Extracted information:
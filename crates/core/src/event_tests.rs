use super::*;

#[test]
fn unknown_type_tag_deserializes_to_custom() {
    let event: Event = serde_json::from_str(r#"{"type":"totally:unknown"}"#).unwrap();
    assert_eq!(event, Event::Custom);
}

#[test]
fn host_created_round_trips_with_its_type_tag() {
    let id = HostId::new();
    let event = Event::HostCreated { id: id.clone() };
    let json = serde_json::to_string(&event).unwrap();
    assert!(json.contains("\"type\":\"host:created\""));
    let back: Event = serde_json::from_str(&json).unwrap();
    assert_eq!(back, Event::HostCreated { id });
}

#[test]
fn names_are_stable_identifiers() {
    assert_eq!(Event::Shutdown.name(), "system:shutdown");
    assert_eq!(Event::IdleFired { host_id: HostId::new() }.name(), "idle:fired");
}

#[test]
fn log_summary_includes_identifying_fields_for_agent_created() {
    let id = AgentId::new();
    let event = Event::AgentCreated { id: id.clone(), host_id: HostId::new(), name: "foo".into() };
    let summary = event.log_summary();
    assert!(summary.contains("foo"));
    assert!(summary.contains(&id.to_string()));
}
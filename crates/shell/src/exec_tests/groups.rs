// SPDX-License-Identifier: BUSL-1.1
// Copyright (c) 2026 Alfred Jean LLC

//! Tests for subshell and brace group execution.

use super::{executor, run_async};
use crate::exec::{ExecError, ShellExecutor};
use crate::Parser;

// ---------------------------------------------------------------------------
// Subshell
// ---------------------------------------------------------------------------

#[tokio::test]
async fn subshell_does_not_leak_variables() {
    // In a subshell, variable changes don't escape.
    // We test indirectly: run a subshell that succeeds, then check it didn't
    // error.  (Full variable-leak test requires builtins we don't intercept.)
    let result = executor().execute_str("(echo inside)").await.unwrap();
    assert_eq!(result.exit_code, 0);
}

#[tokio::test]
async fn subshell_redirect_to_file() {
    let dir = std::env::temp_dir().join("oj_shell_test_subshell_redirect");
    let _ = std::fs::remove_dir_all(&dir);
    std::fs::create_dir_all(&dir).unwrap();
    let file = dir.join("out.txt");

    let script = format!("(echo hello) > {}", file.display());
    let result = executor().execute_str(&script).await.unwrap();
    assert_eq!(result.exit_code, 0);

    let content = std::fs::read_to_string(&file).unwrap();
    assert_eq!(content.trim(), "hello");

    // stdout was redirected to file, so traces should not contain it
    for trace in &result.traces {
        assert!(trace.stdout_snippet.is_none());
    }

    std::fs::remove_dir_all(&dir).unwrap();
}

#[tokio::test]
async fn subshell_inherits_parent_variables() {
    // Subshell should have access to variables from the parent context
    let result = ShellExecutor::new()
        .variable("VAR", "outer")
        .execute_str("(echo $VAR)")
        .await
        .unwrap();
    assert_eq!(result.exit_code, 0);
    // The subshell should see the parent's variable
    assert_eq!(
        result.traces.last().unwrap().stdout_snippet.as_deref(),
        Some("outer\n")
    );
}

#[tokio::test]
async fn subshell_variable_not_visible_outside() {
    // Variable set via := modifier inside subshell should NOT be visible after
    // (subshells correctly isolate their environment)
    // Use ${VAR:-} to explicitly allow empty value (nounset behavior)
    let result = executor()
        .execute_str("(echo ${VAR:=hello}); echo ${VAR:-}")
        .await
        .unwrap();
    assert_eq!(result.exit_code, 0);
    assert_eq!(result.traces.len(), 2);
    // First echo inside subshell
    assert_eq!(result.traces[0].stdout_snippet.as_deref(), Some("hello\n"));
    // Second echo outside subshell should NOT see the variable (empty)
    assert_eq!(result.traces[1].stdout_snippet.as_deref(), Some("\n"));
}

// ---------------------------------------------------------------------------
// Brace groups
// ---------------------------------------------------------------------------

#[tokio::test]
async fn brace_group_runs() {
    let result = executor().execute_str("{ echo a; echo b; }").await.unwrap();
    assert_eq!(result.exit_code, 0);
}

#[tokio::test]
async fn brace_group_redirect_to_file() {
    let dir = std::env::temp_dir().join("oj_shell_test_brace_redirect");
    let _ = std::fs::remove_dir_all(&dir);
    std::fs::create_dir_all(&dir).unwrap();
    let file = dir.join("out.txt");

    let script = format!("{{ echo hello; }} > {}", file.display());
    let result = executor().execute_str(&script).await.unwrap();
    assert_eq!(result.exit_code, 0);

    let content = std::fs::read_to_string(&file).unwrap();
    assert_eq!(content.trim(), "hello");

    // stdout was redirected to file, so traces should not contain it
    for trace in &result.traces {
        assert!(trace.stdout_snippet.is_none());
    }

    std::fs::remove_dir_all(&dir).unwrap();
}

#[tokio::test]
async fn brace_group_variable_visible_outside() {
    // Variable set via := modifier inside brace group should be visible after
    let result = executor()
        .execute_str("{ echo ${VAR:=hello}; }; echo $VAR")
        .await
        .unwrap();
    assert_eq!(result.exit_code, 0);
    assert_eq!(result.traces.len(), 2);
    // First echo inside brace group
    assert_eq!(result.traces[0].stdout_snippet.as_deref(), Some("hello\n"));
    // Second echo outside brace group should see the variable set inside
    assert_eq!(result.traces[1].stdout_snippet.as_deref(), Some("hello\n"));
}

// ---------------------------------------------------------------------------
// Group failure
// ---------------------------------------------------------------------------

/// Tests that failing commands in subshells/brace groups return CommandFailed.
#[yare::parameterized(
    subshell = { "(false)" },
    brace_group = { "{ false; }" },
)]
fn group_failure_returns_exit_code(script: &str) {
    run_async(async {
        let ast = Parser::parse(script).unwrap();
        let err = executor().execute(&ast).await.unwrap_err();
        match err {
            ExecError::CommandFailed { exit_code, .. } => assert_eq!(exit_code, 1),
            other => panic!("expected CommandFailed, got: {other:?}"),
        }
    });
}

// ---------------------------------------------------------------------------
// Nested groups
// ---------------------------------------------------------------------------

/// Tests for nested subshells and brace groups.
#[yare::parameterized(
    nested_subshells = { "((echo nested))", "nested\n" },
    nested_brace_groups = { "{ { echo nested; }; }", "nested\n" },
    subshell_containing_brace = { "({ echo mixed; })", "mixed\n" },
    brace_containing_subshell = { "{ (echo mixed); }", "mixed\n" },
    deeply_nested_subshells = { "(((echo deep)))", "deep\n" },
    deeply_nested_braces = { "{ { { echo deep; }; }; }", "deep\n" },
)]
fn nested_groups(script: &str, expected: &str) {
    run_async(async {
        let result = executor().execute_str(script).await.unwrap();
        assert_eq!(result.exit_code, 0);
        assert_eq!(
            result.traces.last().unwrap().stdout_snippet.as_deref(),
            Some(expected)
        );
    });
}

What is being asked:
In the records above, find each line that mentions the string "super", then copy it.

Solution to this exercise:
use super::*;
use super::{executor, run_async};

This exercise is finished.